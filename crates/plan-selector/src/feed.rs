//! Upstream activity data source
//!
//! The feed is the one shared external resource a selector reads during
//! a revision. It is read-only from the engine's perspective and is
//! consumed behind `Arc<dyn ActivityFeed>` so owners can share a single
//! source across many selectors.

use plan_model::ActivityModel;

/// Read-only source of the authoritative activity list
pub trait ActivityFeed: Send + Sync {
    /// Current authoritative activities, in upstream order
    fn activities(&self) -> Vec<ActivityModel>;
}

/// A feed with no activities, backing detached selectors
#[derive(Debug, Clone, Copy, Default)]
pub struct EmptyFeed;

impl ActivityFeed for EmptyFeed {
    fn activities(&self) -> Vec<ActivityModel> {
        Vec::new()
    }
}
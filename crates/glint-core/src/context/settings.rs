// Copyright 2025 eraflo
//
// Licensed under the Apache License, Version 2.0 (the "License");
// you may not use this file except in compliance with the License.
// You may obtain a copy of the License at
//
//     http://www.apache.org/licenses/LICENSE-2.0
//
// Unless required by applicable law or agreed to in writing, software
// distributed under the License is distributed on an "AS IS" BASIS,
// WITHOUT WARRANTIES OR CONDITIONS OF ANY KIND, either express or implied.
// See the License for the specific language governing permissions and
// limitations under the License.

//! Context configuration, loadable from RON.

use serde::{Deserialize, Serialize};
use std::path::Path;

/// Initial state and behavior switches of a [`Context`](crate::Context).
#[derive(Debug, Clone, PartialEq, Eq, Serialize, Deserialize)]
#[serde(default, deny_unknown_fields)]
pub struct ContextSettings {
    /// Texture unit used for uploads. Defaults to the last available unit.
    pub default_texture_unit: Option<u32>,
    /// Enable fixed-index primitive restart at creation.
    pub primitive_restart: bool,
    /// Set the `SRC_ALPHA, ONE_MINUS_SRC_ALPHA` blend function at creation.
    pub alpha_blending_func: bool,
    /// Poll the driver error flag after every creation and log what it reports.
    pub check_errors: bool,
}

impl Default for ContextSettings {
    fn default() -> Self {
        Self {
            default_texture_unit: None,
            primitive_restart: true,
            alpha_blending_func: true,
            check_errors: false,
        }
    }
}

/// Errors raised while loading [`ContextSettings`].
#[derive(thiserror::Error, Debug)]
pub enum SettingsError {
    /// The settings file could not be read.
    #[error("IO error: {0}")]
    Io(#[from] std::io::Error),

    /// The text is not valid settings RON.
    #[error("Parse error: {0}")]
    Parse(#[from] ron::error::SpannedError),
}

impl ContextSettings {
    /// Parses settings from RON text. Missing fields take their default value.
    pub fn from_ron_str(text: &str) -> Result<Self, SettingsError> {
        Ok(ron::from_str(text)?)
    }

    /// Reads and parses a RON settings file.
    pub fn load(path: impl AsRef<Path>) -> Result<Self, SettingsError> {
        let text = std::fs::read_to_string(path)?;
        Self::from_ron_str(&text)
    }

    /// Serializes the settings to pretty RON.
    pub fn to_ron_string(&self) -> Result<String, ron::Error> {
        ron::ser::to_string_pretty(self, ron::ser::PrettyConfig::default())
    }
}

#[cfg(test)]
mod tests {
    use super::*;

    #[test]
    fn defaults_enable_restart_and_blending() {
        let settings = ContextSettings::default();
        assert!(settings.primitive_restart);
        assert!(settings.alpha_blending_func);
        assert!(!settings.check_errors);
        assert_eq!(settings.default_texture_unit, None);
    }

    #[test]
    fn partial_ron_keeps_defaults() {
        let settings =
            ContextSettings::from_ron_str("(default_texture_unit: Some(3), check_errors: true)")
                .unwrap();
        assert_eq!(settings.default_texture_unit, Some(3));
        assert!(settings.check_errors);
        assert!(settings.primitive_restart);
    }

    #[test]
    fn round_trips_through_ron() {
        let settings = ContextSettings {
            default_texture_unit: Some(7),
            primitive_restart: false,
            alpha_blending_func: true,
            check_errors: true,
        };
        let text = settings.to_ron_string().unwrap();
        assert_eq!(ContextSettings::from_ron_str(&text).unwrap(), settings);
    }

    #[test]
    fn unknown_fields_are_rejected() {
        let err = ContextSettings::from_ron_str("(vsync: true)").unwrap_err();
        assert!(matches!(err, SettingsError::Parse(_)));
    }

    #[test]
    fn loads_from_a_file() {
        let dir = tempfile::tempdir().unwrap();
        let path = dir.path().join("glint.ron");
        std::fs::write(&path, "(primitive_restart: false)").unwrap();

        let settings = ContextSettings::load(&path).unwrap();

        assert!(!settings.primitive_restart);
        assert!(settings.alpha_blending_func);
    }

    #[test]
    fn missing_file_is_an_io_error() {
        let err = ContextSettings::load("/nonexistent/glint.ron").unwrap_err();
        assert!(matches!(err, SettingsError::Io(_)));
    }
}
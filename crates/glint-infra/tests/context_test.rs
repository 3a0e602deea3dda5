// Copyright 2025 eraflo
//
// Licensed under the Apache License, Version 2.0 (the "License");
// you may not use this file except in compliance with the License.
// You may obtain a copy of the License at
//
//     http://www.apache.org/licenses/LICENSE-2.0
//
// Unless required by applicable law or agreed to in writing, software
// distributed under the License is distributed on an "AS IS" BASIS,
// WITHOUT WARRANTIES OR CONDITIONS OF ANY KIND, either express or implied.
// See the License for the specific language governing permissions and
// limitations under the License.


use approx::assert_relative_eq;
use glint_core::renderer::api::*;
use glint_core::{Context, ContextSettings, ResourceError};
use glint_infra::HeadlessDriver;

// --- Test Setup ---
fn context_with(driver: HeadlessDriver, settings: ContextSettings) -> Context {
    Context::new(Box::new(driver), settings).unwrap()
}

fn context() -> Context {
    context_with(HeadlessDriver::new(), ContextSettings::default())
}

fn headless(context: &Context) -> &HeadlessDriver {
    context.driver().as_any().downcast_ref().unwrap()
}
// ---

#[test]
fn test_default_settings_apply_blending_and_primitive_restart() {
    // ACT
    let context = context();

    // ASSERT
    assert_eq!(
        headless(&context).blend_factors(),
        Some((BlendFactor::SrcAlpha, BlendFactor::OneMinusSrcAlpha))
    );
    assert!(context
        .driver()
        .is_enabled(EnableFlag::PrimitiveRestartFixedIndex));
    assert_eq!(context.max_texture_units(), 16);
    assert_eq!(context.default_texture_unit(), 15);
}

#[test]
fn test_settings_can_disable_initial_state() {
    let settings = ContextSettings {
        primitive_restart: false,
        alpha_blending_func: false,
        default_texture_unit: Some(2),
        ..ContextSettings::default()
    };

    let context = context_with(HeadlessDriver::new(), settings);

    assert_eq!(headless(&context).blend_factors(), None);
    assert!(!context
        .driver()
        .is_enabled(EnableFlag::PrimitiveRestartFixedIndex));
    assert_eq!(context.default_texture_unit(), 2);
}

#[test]
fn test_out_of_range_texture_unit_is_rejected() {
    // ARRANGE
    let settings = ContextSettings {
        default_texture_unit: Some(8),
        ..ContextSettings::default()
    };

    // ACT
    let err = Context::new(
        Box::new(HeadlessDriver::new().with_max_texture_units(8)),
        settings,
    )
    .unwrap_err();
    let context = context();

    // ASSERT
    assert_eq!(err, ResourceError::InvalidTextureUnit { unit: 8, max: 8 });
    assert!(context.set_default_texture_unit(16).is_err());
    assert!(context.set_default_texture_unit(3).is_ok());
    assert_eq!(context.default_texture_unit(), 3);
}

#[test]
fn test_version_information() {
    // ARRANGE
    let context = context();
    let anonymous = context_with(
        HeadlessDriver::new().with_strings(None, Some("soft"), None),
        ContextSettings::default(),
    );

    // ACT & ASSERT
    assert_eq!(context.version_code(), 450);
    assert_eq!(context.vendor().unwrap(), "glint");
    assert_eq!(context.renderer().unwrap(), "headless");
    assert_eq!(
        anonymous.vendor().unwrap_err(),
        ResourceError::MissingDriverString("vendor")
    );
    assert_eq!(
        anonymous.version().unwrap_err().to_string(),
        "missing version information"
    );
    assert_eq!(anonymous.renderer().unwrap(), "soft");
}

#[test]
fn test_version_code_saturates_on_garbage_numbers() {
    // ARRANGE
    let garbage = context_with(
        HeadlessDriver::new().with_version(i32::MAX, i32::MAX),
        ContextSettings::default(),
    );
    let negative = context_with(
        HeadlessDriver::new().with_version(-3, 3),
        ContextSettings::default(),
    );

    // ACT & ASSERT
    assert_eq!(garbage.version_code(), u32::MAX);
    assert_eq!(negative.version_code(), 30);
}

#[test]
fn test_clear_with_viewport_scissors_only_that_call() {
    // ARRANGE
    let context = context();
    let rect = Viewport::from((10, 20, 30, 40));

    // ACT
    context.clear(0.25, 0.5, 0.75, 1.0, Some(rect));
    context.clear(0.0, 0.0, 0.0, 0.0, None);

    // ASSERT
    let driver = headless(&context);
    assert_eq!(
        driver.clears(),
        [(ClearMask::COLOR_DEPTH, Some(rect)), (ClearMask::COLOR_DEPTH, None)]
    );
    assert!(!context.driver().is_enabled(EnableFlag::ScissorTest));
    assert_relative_eq!(driver.last_clear_color()[0], 0.0);
}

#[test]
fn test_clear_color_is_forwarded() {
    let context = context();

    context.clear(0.25, 0.5, 0.75, 1.0, None);

    let [r, g, b, a] = headless(&context).last_clear_color();
    assert_relative_eq!(r, 0.25);
    assert_relative_eq!(g, 0.5);
    assert_relative_eq!(b, 0.75);
    assert_relative_eq!(a, 1.0);
}

#[test]
fn test_rasterization_properties() {
    // ARRANGE
    let context = context();

    // ACT
    context.set_line_width(2.5);
    context.set_point_size(4.0);
    context.set_wireframe(true);

    // ASSERT
    assert_relative_eq!(context.line_width(), 2.5);
    assert_relative_eq!(context.point_size(), 4.0);
    assert!(context.wireframe());
    assert_eq!(headless(&context).current_polygon_mode(), PolygonMode::Line);

    context.set_wireframe(false);
    assert_eq!(headless(&context).current_polygon_mode(), PolygonMode::Fill);
}

#[test]
fn test_viewport_accepts_both_tuple_forms() {
    let context = context();

    context.set_viewport((640, 480));
    assert_eq!(context.viewport(), Viewport::from((0, 0, 640, 480)));

    context.set_viewport((5, 6, 7, 8));
    assert_eq!(context.viewport(), Viewport::from((5, 6, 7, 8)));
}

#[test]
fn test_pixel_alignment_is_validated() {
    let context = context();

    context.set_pixel_alignment((2, 8)).unwrap();
    let err = context.set_pixel_alignment((4, 3)).unwrap_err();

    assert_eq!(context.pixel_alignment(), (2, 8));
    assert_eq!(err, ResourceError::InvalidAlignment(3));
}

#[test]
fn test_error_flag_is_read_and_cleared() {
    let context = context();
    headless(&context).raise_error(0x0505);

    assert_eq!(context.error(), DriverError::OutOfMemory);
    assert_eq!(context.error(), DriverError::NoError);
}

#[test]
fn test_capabilities_toggle() {
    let context = context();

    context.enable(EnableFlag::DepthTest);
    assert!(context.driver().is_enabled(EnableFlag::DepthTest));
    context.disable(EnableFlag::DepthTest);
    assert!(!context.driver().is_enabled(EnableFlag::DepthTest));

    context.finish();
    assert!(headless(&context).calls().iter().any(|call| call == "finish"));
}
──────
→ **PROBLEM DESCRIPTION**
The word to look for is "rect"; copy out every line of the entries that holds it.

→ **EXERCISE OUTPUT**
    let rect = Viewport::from((10, 20, 30, 40));
    context.clear(0.25, 0.5, 0.75, 1.0, Some(rect));
        [(ClearMask::COLOR_DEPTH, Some(rect)), (ClearMask::COLOR_DEPTH, None)]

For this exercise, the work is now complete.